*** Opening of Extracted material ***
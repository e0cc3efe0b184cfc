//! Scheduler errors.

use thiserror::Error;

use cronwheel_core::CoreError;

/// Scheduler error types.
///
/// A duplicate in-flight job and a failed run are outcomes, not errors; they
/// surface as [`crate::due::EnqueueOutcome`] and [`crate::execution::RunOutcome`]
/// so one misbehaving job can never halt a scheduler sweep.
#[derive(Debug, Error)]
pub enum SchedulerError {
    /// Malformed cron expression or frequency, rejected at write time.
    #[error(transparent)]
    Invalid(#[from] CoreError),

    /// A job with this identifier already exists in the registry.
    #[error("job already registered: {0}")]
    DuplicateIdentifier(String),

    /// No job with this identifier.
    #[error("job not found: {0}")]
    JobNotFound(String),

    /// Declared method reference does not resolve to a runnable.
    #[error("method does not resolve to a runnable: {0}")]
    UnresolvedRunnable(String),

    /// Execution refused because the system is in maintenance mode.
    #[error("scheduled jobs can't run in maintenance mode")]
    MaintenanceMode,

    /// Persistence failure.
    #[error("store error: {0}")]
    Store(String),

    /// Work queue failure.
    #[error("queue error: {0}")]
    Queue(String),
}
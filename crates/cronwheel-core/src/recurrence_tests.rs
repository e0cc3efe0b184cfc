//! Tests for recurrence resolution.

use super::*;
use crate::cron::validate;

#[test]
fn test_fixed_frequency_expressions() {
    let cases = [
        (Frequency::Yearly, "0 0 1 1 *"),
        (Frequency::Annual, "0 0 1 1 *"),
        (Frequency::Monthly, "0 0 1 * *"),
        (Frequency::MonthlyLong, "0 0 1 * *"),
        (Frequency::Weekly, "0 0 * * 0"),
        (Frequency::WeeklyLong, "0 0 * * 0"),
        (Frequency::Daily, "0 0 * * *"),
        (Frequency::DailyLong, "0 0 * * *"),
        (Frequency::Hourly, "0 * * * *"),
        (Frequency::HourlyLong, "0 * * * *"),
    ];
    for (freq, expected) in cases {
        assert_eq!(resolve(freq, "tenant-a", 240).unwrap(), expected);
    }
}

#[test]
fn test_all_frequency_uses_configured_interval() {
    assert_eq!(resolve(Frequency::All, "t", 240).unwrap(), "*/4 * * * *");
    assert_eq!(resolve(Frequency::All, "t", 60).unwrap(), "*/1 * * * *");
    // Sub-minute intervals clamp to one minute instead of producing */0.
    assert_eq!(resolve(Frequency::All, "t", 30).unwrap(), "*/1 * * * *");
    assert_eq!(resolve(Frequency::All, "t", 0).unwrap(), "*/1 * * * *");
}

#[test]
fn test_resolution_is_idempotent() {
    for freq in [
        Frequency::Hourly,
        Frequency::HourlyMaintenance,
        Frequency::DailyMaintenance,
        Frequency::All,
    ] {
        let a = resolve(freq, "tenant-a", 240).unwrap();
        let b = resolve(freq, "tenant-a", 240).unwrap();
        assert_eq!(a, b);
    }
}

#[test]
fn test_maintenance_offset_is_deterministic_and_bounded() {
    let first = hourly_offset_minute("tenant-a");
    let second = hourly_offset_minute("tenant-a");
    assert_eq!(first, second);
    assert!(first < 60);

    // Different tenants generally land on different minutes.
    let offsets: std::collections::HashSet<u32> = (0..50)
        .map(|i| hourly_offset_minute(&format!("tenant-{}", i)))
        .collect();
    assert!(offsets.len() > 1);
}

#[test]
fn test_daily_offset_is_hourly_offset_plus_thirty() {
    for tenant in ["tenant-a", "tenant-b", "some.site.example"] {
        let hourly = hourly_offset_minute(tenant);
        let daily_expr = resolve(Frequency::DailyMaintenance, tenant, 240).unwrap();
        assert_eq!(daily_expr, format!("{} 0 * * *", (hourly + 30) % 60));

        let hourly_expr = resolve(Frequency::HourlyMaintenance, tenant, 240).unwrap();
        assert_eq!(hourly_expr, format!("{} * * * *", hourly));
    }
}

#[test]
fn test_resolved_expressions_are_valid_cron() {
    for freq in [
        Frequency::All,
        Frequency::Hourly,
        Frequency::HourlyMaintenance,
        Frequency::Daily,
        Frequency::DailyMaintenance,
        Frequency::Weekly,
        Frequency::Monthly,
        Frequency::Yearly,
    ] {
        let expr = resolve(freq, "tenant-a", 240).unwrap();
        assert!(validate(&expr).is_ok(), "'{}' should be valid", expr);
    }
}

#[test]
fn test_cron_frequency_requires_stored_override() {
    assert!(matches!(
        resolve(Frequency::Cron, "tenant-a", 240),
        Err(CoreError::MissingCronExpression)
    ));
}
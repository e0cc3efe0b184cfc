//! 5-field cron expression parsing and next-occurrence evaluation.

use std::str::FromStr;

use chrono::{DateTime, Utc};
use cron::Schedule;

use crate::error::CoreError;

/// Number of fields in the accepted cron grammar
/// (minute, hour, day-of-month, month, day-of-week).
const CRON_FIELDS: usize = 5;

/// A parsed 5-field cron expression.
///
/// The backing `cron` crate expects a leading seconds field and counts days
/// of week 1-7 from Sunday, so expressions are normalized before parsing: a
/// literal `0` seconds field is prefixed and numeric day-of-week values are
/// shifted from the standard 0-7 convention (0 and 7 both Sunday). Only the
/// standard 5-field grammar is accepted at the boundary; seconds-bearing
/// input is rejected so stored expressions stay in one canonical shape.
#[derive(Debug, Clone)]
pub struct CronExpr {
    expr: String,
    schedule: Schedule,
}

impl CronExpr {
    /// Parse a 5-field cron expression.
    pub fn parse(expr: &str) -> Result<Self, CoreError> {
        let expr = expr.trim();
        let fields: Vec<&str> = expr.split_whitespace().collect();

        if fields.len() != CRON_FIELDS {
            return Err(CoreError::InvalidExpression {
                expr: expr.to_string(),
                reason: format!("expected {} fields, found {}", CRON_FIELDS, fields.len()),
            });
        }

        let invalid = |reason: String| CoreError::InvalidExpression {
            expr: expr.to_string(),
            reason,
        };

        let dow = normalize_day_of_week(fields[4]).map_err(invalid)?;
        let normalized = format!(
            "0 {} {} {} {} {}",
            fields[0], fields[1], fields[2], fields[3], dow
        );

        let schedule = Schedule::from_str(&normalized).map_err(|e| CoreError::InvalidExpression {
            expr: expr.to_string(),
            reason: e.to_string(),
        })?;

        Ok(Self {
            expr: expr.to_string(),
            schedule,
        })
    }

    /// The original 5-field expression.
    pub fn as_str(&self) -> &str {
        &self.expr
    }

    /// Next occurrence strictly after `anchor`, if the schedule has one.
    pub fn next_after(&self, anchor: DateTime<Utc>) -> Option<DateTime<Utc>> {
        self.schedule.after(&anchor).next()
    }
}

/// Validate an expression against the 5-field cron grammar.
///
/// Used at job definition write time so malformed input is rejected before
/// persistence, never at scheduling time.
pub fn validate(expr: &str) -> Result<(), CoreError> {
    CronExpr::parse(expr).map(|_| ())
}

/// Rewrite a standard day-of-week field (0-7, Sunday twice) into the backing
/// crate's 1-7 convention. Numeric values and ranges are enumerated into
/// explicit day lists so a range ending on 7 (Sunday) stays valid instead of
/// wrapping into a reversed range; names and wildcards pass through untouched.
fn normalize_day_of_week(field: &str) -> Result<String, String> {
    let mut parts = Vec::new();
    for part in field.split(',') {
        let (body, step) = match part.split_once('/') {
            Some((body, step)) => {
                let step: u32 = step
                    .parse()
                    .map_err(|_| format!("invalid day-of-week step '{}'", step))?;
                if step == 0 {
                    return Err("day-of-week step must be positive".to_string());
                }
                (body, step)
            }
            None => (part, 1),
        };

        let bounds = match body.split_once('-') {
            Some((lo, hi)) => match (parse_dow(lo)?, parse_dow(hi)?) {
                (Some(lo), Some(hi)) if lo <= hi => Some((lo, hi)),
                (Some(lo), Some(hi)) => {
                    return Err(format!("day-of-week range {}-{} is reversed", lo, hi));
                }
                // Named ranges keep the crate's own numbering.
                _ => None,
            },
            None => match parse_dow(body)? {
                // A bare value with a step runs to the end of the week.
                Some(n) if part.contains('/') => Some((n, 7)),
                Some(n) => Some((n, n)),
                None => None,
            },
        };

        match bounds {
            Some((lo, hi)) => {
                // 0 and 7 both mean Sunday, so 0-7 folds to seven days.
                let mut days: Vec<u32> = (lo..=hi)
                    .step_by(step as usize)
                    .map(|d| (d % 7) + 1)
                    .collect();
                days.sort_unstable();
                days.dedup();
                parts.push(
                    days.iter()
                        .map(|d| d.to_string())
                        .collect::<Vec<_>>()
                        .join(","),
                );
            }
            None => parts.push(part.to_string()),
        }
    }
    Ok(parts.join(","))
}

fn parse_dow(token: &str) -> Result<Option<u32>, String> {
    match token.parse::<u32>() {
        Ok(n) if n <= 7 => Ok(Some(n)),
        Ok(n) => Err(format!("day-of-week value {} out of range", n)),
        Err(_) => Ok(None),
    }
}

/// One-shot evaluation: the next occurrence of `expr` strictly after `anchor`.
pub fn next_after(expr: &str, anchor: DateTime<Utc>) -> Result<DateTime<Utc>, CoreError> {
    let parsed = CronExpr::parse(expr)?;
    parsed
        .next_after(anchor)
        .ok_or_else(|| CoreError::PastEndOfSchedule {
            expr: expr.to_string(),
        })
}

#[cfg(test)]
#[path = "cron_tests.rs"]
mod tests;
*** Close of Extracted material ***
__What to do__
Check each line of the preceding material for the word "return", then state how many lines contain it, with no other text.

__Solution for this problem__
3